Betsy drained her glass, feeling they expected her to. It was a mistake. When she set it down, she tottered. She looked around for the medical student. “Is it all right for the baby if I'm ever so slightly drunk?”

He smiled woozily. “It's good for the baby,” he assured her. “Best thing for babies.”

Crawford was at her elbow with a conversation stopper. “When Thisbe was pregnant both times, she gave up the sauce entirely. Of course, she resumed quickly enough afterwards.” He filled the pause with a little chuckle and went on, to Betsy, “If I apologize for grabbing you, can I walk you home? It's such a beautiful night—”

His pink, piggy face was amiable again, and Betsy disguised her dismay. She couldn't insult him twice. “Of course, Crawford.”

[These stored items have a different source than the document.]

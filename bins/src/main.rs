use ai::Ai;
use chrono::Local;
use env::Env;
use eyre::{bail, Context as _};
use ledger::{service::demo, Ledger};
use log::info;

const DEFAULT_DEMO_DAYS: u64 = 365;
const DEMO_SEED: u64 = 42;

#[derive(Debug, PartialEq)]
enum Command {
    Serve,
    Seed,
    DemoCsv { days: u64 },
}

fn parse_command(mut args: impl Iterator<Item = String>) -> eyre::Result<Command> {
    match args.next().as_deref() {
        None | Some("serve") => Ok(Command::Serve),
        Some("seed") => Ok(Command::Seed),
        Some("demo-csv") => {
            let days = args
                .next()
                .map(|days| days.parse::<u64>())
                .transpose()
                .context("days must be a positive number")?
                .unwrap_or(DEFAULT_DEMO_DAYS);
            Ok(Command::DemoCsv { days })
        }
        Some(other) => bail!("Unknown command '{}'. Use serve, seed or demo-csv [days]", other),
    }
}

#[tokio::main]
async fn main() -> eyre::Result<()> {
    color_eyre::install()?;
    let command = parse_command(std::env::args().skip(1))?;
    if let Command::DemoCsv { days } = command {
        let rows = demo::demo_rows(Local::now().date_naive(), days, DEMO_SEED)?;
        print!("{}", demo::demo_csv(&rows)?);
        return Ok(());
    }

    let env = Env::load()?;
    pretty_env_logger::formatted_builder()
        .parse_filters(env.rust_log())
        .init();
    info!("connecting to mongo");
    let storage = storage::Storage::new(env.mongo_url(), env.mongo_db())
        .await
        .context("Failed to create storage")?;
    info!("creating ledger");
    let ai = Ai::new(
        env.ai_base_url().to_string(),
        env.groq_api_key().to_string(),
        env.ai_model().to_string(),
    );
    info!("using AI model {}", ai.model());
    let ledger = Ledger::new(storage, ai);

    match command {
        Command::Seed => {
            let mut session = ledger.db.start_session().await?;
            let count = ledger.factors.seed(&mut session).await?;
            info!("{} factors in place", count);
        }
        _ => {
            info!("Starting api...");
            api::serve(ledger, env).await?;
        }
    }
    Ok(())
}
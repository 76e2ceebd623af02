use std::ops::Deref;

use log::{info, warn};
use model::{
    errors::LedgerError,
    factor::{Co2e, EmissionFactor},
    session::Session,
};
use storage::factor::FactorStore;

/// Built-in factor table: (category, activity, kg CO2e per unit, unit, source).
const STANDARD_FACTORS: &[(&str, &str, f64, &str, &str)] = &[
    ("Electricity", "Grid", 0.757, "kWh", "CEA India v20"),
    ("Energy", "Grid Electricity", 0.757, "kWh", "CEA India v20"),
    ("Energy", "Natural Gas", 2.02, "m3", "DEFRA 2024"),
    ("Transport", "Petrol", 2.31, "Litre", "EPA Hub 2025"),
    ("Transport", "Diesel", 2.68, "Litre", "EPA Hub 2025"),
    ("Transport", "Petrol (Passenger Car)", 2.31, "Litre", "EPA Hub 2025"),
    ("Transport", "Diesel (Truck/Van)", 2.68, "Litre", "EPA Hub 2025"),
    ("Waste", "General Landfill", 467.0, "Tonne", "DEFRA 2024"),
    ("Waste", "Paper Recycling", 21.3, "Tonne", "DEFRA 2024"),
    ("Water", "Municipal Water", 0.344, "m3", "DEFRA 2024"),
    ("Travel", "Short-haul Flight", 0.151, "km", "DEFRA 2024"),
    ("Travel", "Long-haul Flight", 0.148, "km", "DEFRA 2024"),
];

pub fn standard_factors() -> Vec<EmissionFactor> {
    STANDARD_FACTORS
        .iter()
        .map(|(category, activity, factor, unit, source)| {
            EmissionFactor::new(category, activity, *factor, unit, source)
        })
        .collect()
}

#[derive(Clone)]
pub struct Factors {
    store: FactorStore,
}

impl Factors {
    pub fn new(store: FactorStore) -> Self {
        Factors { store }
    }

    /// Exact, case-sensitive match on the pair.
    pub async fn lookup(
        &self,
        session: &mut Session,
        category: &str,
        activity: &str,
    ) -> Result<EmissionFactor, LedgerError> {
        self.store
            .find(session, category, activity)
            .await?
            .ok_or_else(|| {
                warn!("No factor for {} - {}", category, activity);
                LedgerError::FactorNotFound {
                    category: category.to_string(),
                    activity: activity.to_string(),
                }
            })
    }

    pub async fn calculate_co2e(
        &self,
        session: &mut Session,
        category: &str,
        activity: &str,
        value: f64,
    ) -> Result<Co2e, LedgerError> {
        let factor = self.lookup(session, category, activity).await?;
        Ok(factor.apply(value))
    }

    /// Upserts the built-in table keyed by (category, activity).
    pub async fn seed(&self, session: &mut Session) -> Result<usize, LedgerError> {
        let factors = standard_factors();
        for factor in &factors {
            self.store.upsert(session, factor).await?;
        }
        info!("Seeded {} emission factors", factors.len());
        Ok(factors.len())
    }
}

impl Deref for Factors {
    type Target = FactorStore;

    fn deref(&self) -> &Self::Target {
        &self.store
    }
}
use bson::oid::ObjectId;
use chrono::{DateTime, NaiveDate, Utc};
use serde::{Deserialize, Serialize};
use strum::{Display, EnumString};

use crate::factor::Co2e;

#[derive(Debug, Serialize, Deserialize, Clone, Copy, PartialEq, Eq, Default, Display, EnumString)]
#[serde(rename_all = "snake_case")]
#[strum(serialize_all = "snake_case")]
pub enum EntryType {
    #[default]
    Manual,
    Csv,
}

/// One emission entry. `co2e_kg` is fixed when the entry is built and never
/// recomputed, later factor changes leave it untouched.
#[derive(Debug, Serialize, Deserialize, Clone)]
pub struct EmissionLog {
    #[serde(rename = "_id")]
    pub id: ObjectId,
    pub dept_id: ObjectId,
    pub factor_id: ObjectId,
    pub value: f64,
    pub co2e_kg: f64,
    pub entry_type: EntryType,
    pub activity_date: NaiveDate,
    #[serde(with = "bson::serde_helpers::chrono_datetime_as_bson_datetime")]
    pub created_at: DateTime<Utc>,
}

impl EmissionLog {
    pub fn new(
        dept_id: ObjectId,
        value: f64,
        co2e: Co2e,
        entry_type: EntryType,
        activity_date: NaiveDate,
    ) -> Self {
        EmissionLog {
            id: ObjectId::new(),
            dept_id,
            factor_id: co2e.factor_id,
            value,
            co2e_kg: co2e.co2e_kg,
            entry_type,
            activity_date,
            created_at: Utc::now(),
        }
    }
}
use std::sync::Arc;

use bson::{doc, oid::ObjectId};
use eyre::Error;
use futures_util::TryStreamExt as _;
use model::{branch::Branch, session::Session};
use mongodb::{Collection, IndexModel};

pub(crate) const COLLECTION: &str = "branches";

#[derive(Clone)]
pub struct BranchStore {
    store: Arc<Collection<Branch>>,
}

impl BranchStore {
    pub(crate) async fn new(db: &mongodb::Database) -> Result<Self, Error> {
        let store = db.collection(COLLECTION);
        store
            .create_index(IndexModel::builder().keys(doc! { "org_id": 1 }).build())
            .await?;
        Ok(BranchStore {
            store: Arc::new(store),
        })
    }

    pub async fn insert(&self, session: &mut Session, branch: &Branch) -> Result<(), Error> {
        self.store.insert_one(branch).session(session).await?;
        Ok(())
    }

    pub async fn get(&self, session: &mut Session, id: ObjectId) -> Result<Option<Branch>, Error> {
        Ok(self
            .store
            .find_one(doc! { "_id": id })
            .session(session)
            .await?)
    }

    pub async fn by_org(
        &self,
        session: &mut Session,
        org_id: ObjectId,
    ) -> Result<Vec<Branch>, Error> {
        let mut cursor = self
            .store
            .find(doc! { "org_id": org_id })
            .sort(doc! { "name": 1 })
            .session(&mut *session)
            .await?;
        Ok(cursor.stream(&mut *session).try_collect().await?)
    }
}
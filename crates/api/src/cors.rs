use axum::http::{request::Parts, HeaderValue};
use env::Env;
use tower_http::cors::{AllowOrigin, Any, CorsLayer};

/// Origin pattern with at most one `*`, e.g. `https://*.vercel.app`.
#[derive(Debug, Clone, PartialEq)]
pub struct OriginPattern {
    prefix: String,
    suffix: Option<String>,
}

impl OriginPattern {
    pub fn parse(pattern: &str) -> Self {
        match pattern.split_once('*') {
            Some((prefix, suffix)) => OriginPattern {
                prefix: prefix.to_string(),
                suffix: Some(suffix.to_string()),
            },
            None => OriginPattern {
                prefix: pattern.to_string(),
                suffix: None,
            },
        }
    }

    /// The wildcard stands for a non-empty host part without `/`.
    pub fn matches(&self, origin: &str) -> bool {
        let Some(suffix) = &self.suffix else {
            return origin == self.prefix;
        };
        origin
            .strip_prefix(self.prefix.as_str())
            .and_then(|rest| rest.strip_suffix(suffix.as_str()))
            .is_some_and(|middle| !middle.is_empty() && !middle.contains('/'))
    }
}

pub fn is_allowed(origins: &[String], pattern: Option<&OriginPattern>, origin: &str) -> bool {
    origins.iter().any(|allowed| allowed == origin)
        || pattern.is_some_and(|pattern| pattern.matches(origin))
}

pub fn layer(env: &Env) -> CorsLayer {
    let origins = env.cors_origins().to_vec();
    let pattern = env.cors_origin_pattern().map(OriginPattern::parse);
    CorsLayer::new()
        .allow_origin(AllowOrigin::predicate(
            move |origin: &HeaderValue, _: &Parts| {
                origin
                    .to_str()
                    .map(|origin| is_allowed(&origins, pattern.as_ref(), origin))
                    .unwrap_or(false)
            },
        ))
        .allow_methods(Any)
        .allow_headers(Any)
}

#[cfg(test)]
mod tests {
    use super::*;

    #[test]
    fn test_wildcard_pattern() {
        let pattern = OriginPattern::parse("https://*.vercel.app");
        assert!(pattern.matches("https://carbon-ledger.vercel.app"));
        assert!(pattern.matches("https://preview-42.team.vercel.app"));
        assert!(!pattern.matches("https://.vercel.app"));
        assert!(!pattern.matches("http://carbon-ledger.vercel.app"));
        assert!(!pattern.matches("https://evil.com/x.vercel.app"));
        assert!(!pattern.matches("https://carbon-ledger.vercel.app.evil.com"));
    }

    #[test]
    fn test_exact_pattern() {
        let pattern = OriginPattern::parse("https://ledger.example.com");
        assert!(pattern.matches("https://ledger.example.com"));
        assert!(!pattern.matches("https://ledger.example.com.evil"));
    }

    #[test]
    fn test_is_allowed() {
        let origins = vec!["http://localhost:5173".to_string()];
        let pattern = OriginPattern::parse("https://*.vercel.app");
        assert!(is_allowed(&origins, Some(&pattern), "http://localhost:5173"));
        assert!(is_allowed(&origins, Some(&pattern), "https://app.vercel.app"));
        assert!(!is_allowed(&origins, Some(&pattern), "http://localhost:3000"));
        assert!(!is_allowed(&origins, None, "https://app.vercel.app"));
    }
}
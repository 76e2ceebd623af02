use axum::{
    extract::{rejection::QueryRejection, Path, Query, State},
    routing::get,
    Json, Router,
};
use ledger::Ledger;
use model::statistics::emissions::{CategoryTotal, DepartmentTotal, EmissionTotal, TimeBucket};

use crate::{
    error::ApiResult,
    params::{parse_scope, TimeQuery},
    view::{success, Success},
};

pub fn routes() -> Router<Ledger> {
    Router::new()
        .route("/analytics/{level}/{id}/total", get(total))
        .route("/analytics/{level}/{id}/by-time", get(by_time))
        .route("/analytics/{level}/{id}/by-category", get(by_category))
        .route("/analytics/{level}/{id}/by-department", get(by_department))
}

async fn total(
    State(ledger): State<Ledger>,
    Path((level, id)): Path<(String, String)>,
) -> ApiResult<Json<Success<Vec<EmissionTotal>>>> {
    let scope = parse_scope(&level, &id)?;
    let mut session = ledger.db.start_session().await?;
    Ok(success(ledger.analytics.total(&mut session, scope).await?))
}

async fn by_time(
    State(ledger): State<Ledger>,
    Path((level, id)): Path<(String, String)>,
    query: Result<Query<TimeQuery>, QueryRejection>,
) -> ApiResult<Json<Success<Vec<TimeBucket>>>> {
    let scope = parse_scope(&level, &id)?;
    let Query(query) = query?;
    let period = query.period()?;
    let (from, to) = query.range()?;
    let mut session = ledger.db.start_session().await?;
    let buckets = ledger
        .analytics
        .by_time(&mut session, scope, period, from, to)
        .await?;
    Ok(success(buckets))
}

async fn by_category(
    State(ledger): State<Ledger>,
    Path((level, id)): Path<(String, String)>,
) -> ApiResult<Json<Success<Vec<CategoryTotal>>>> {
    let scope = parse_scope(&level, &id)?;
    let mut session = ledger.db.start_session().await?;
    Ok(success(ledger.analytics.by_category(&mut session, scope).await?))
}

async fn by_department(
    State(ledger): State<Ledger>,
    Path((level, id)): Path<(String, String)>,
) -> ApiResult<Json<Success<Vec<DepartmentTotal>>>> {
    let scope = parse_scope(&level, &id)?;
    let mut session = ledger.db.start_session().await?;
    Ok(success(ledger.analytics.by_department(&mut session, scope).await?))
}
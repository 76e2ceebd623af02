use std::ops::Deref;

use bson::doc;
use eyre::{Context as _, Error};
use model::session::Session;
use mongodb::{Client, Database};

#[derive(Clone)]
pub struct Db {
    client: Client,
    db: Database,
}

impl Db {
    pub(crate) async fn new(uri: &str, db_name: &str) -> Result<Self, Error> {
        let client = Client::with_uri_str(uri)
            .await
            .context("Failed to connect to MongoDB")?;
        let db = client.database(db_name);
        db.run_command(doc! { "ping": 1 })
            .await
            .context("Failed to ping MongoDB")?;
        Ok(Db { client, db })
    }

    pub async fn start_session(&self) -> Result<Session, Error> {
        let session = self
            .client
            .start_session()
            .await
            .context("Failed to start session")?;
        Ok(Session::new(session))
    }
}

impl Deref for Db {
    type Target = Database;

    fn deref(&self) -> &Self::Target {
        &self.db
    }
}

She saw Stephen and Rachel turn away, smiling to each other at the stuffed shirts letting their hair down, and was dimly conscious of the indignity of it all: herself months pregnant, Crawford Divine panting after her, both of them royally drunk.

Roger left his graduate student and went to get Betsy's cape. He draped it, with flourishes, over her shoulders while Karen stood by looking sober and aggrieved. “My wife thinks I have had too much champagne,” Roger said to Crawford in a stage whisper. “But the fact that I'm still aware of what she thinks means I haven't had enough.”

“I have to agree with Karen,” Crawford said in a prim voice.

“Well, fuck you, Crawford,” Roger replied genially, and there was uneasy laughter from the students gathered around.

With dignity, Crawford tied a muffler around his neck and took Karen's hand. “A very nifty party, Karen. Admirable. Elegant. First class.”

Karen smiled tremulously at his strange adjectives and wished him and Betsy good night. The expression in her large eyes was both weepy and defiant. Betsy wanted, suddenly, to leave. The house was cursed, first by her ill-starred meeting there with Judd, and now by this rotting marriage, and Karen's unhappiness, and the four small children asleep upstairs. It all seemed connected: we also would have come to this, she told herself, and gave Karen a last, impulsive hug.

Crawford insisted on carrying the carton of books. “No problem,” he said, brushing away protests. “No problem.” He held the carton to his chest and glowered over the top of it.

“Let me drive you,” said Roger at the door.

“No
problem
, Roger!”

Roger shrugged and stepped outside with them. “What can you do with these
macho
types?”

Crawford marched warily down the walk with the books. “It was a lovely party, Roger,” Betsy said. “Thank you.”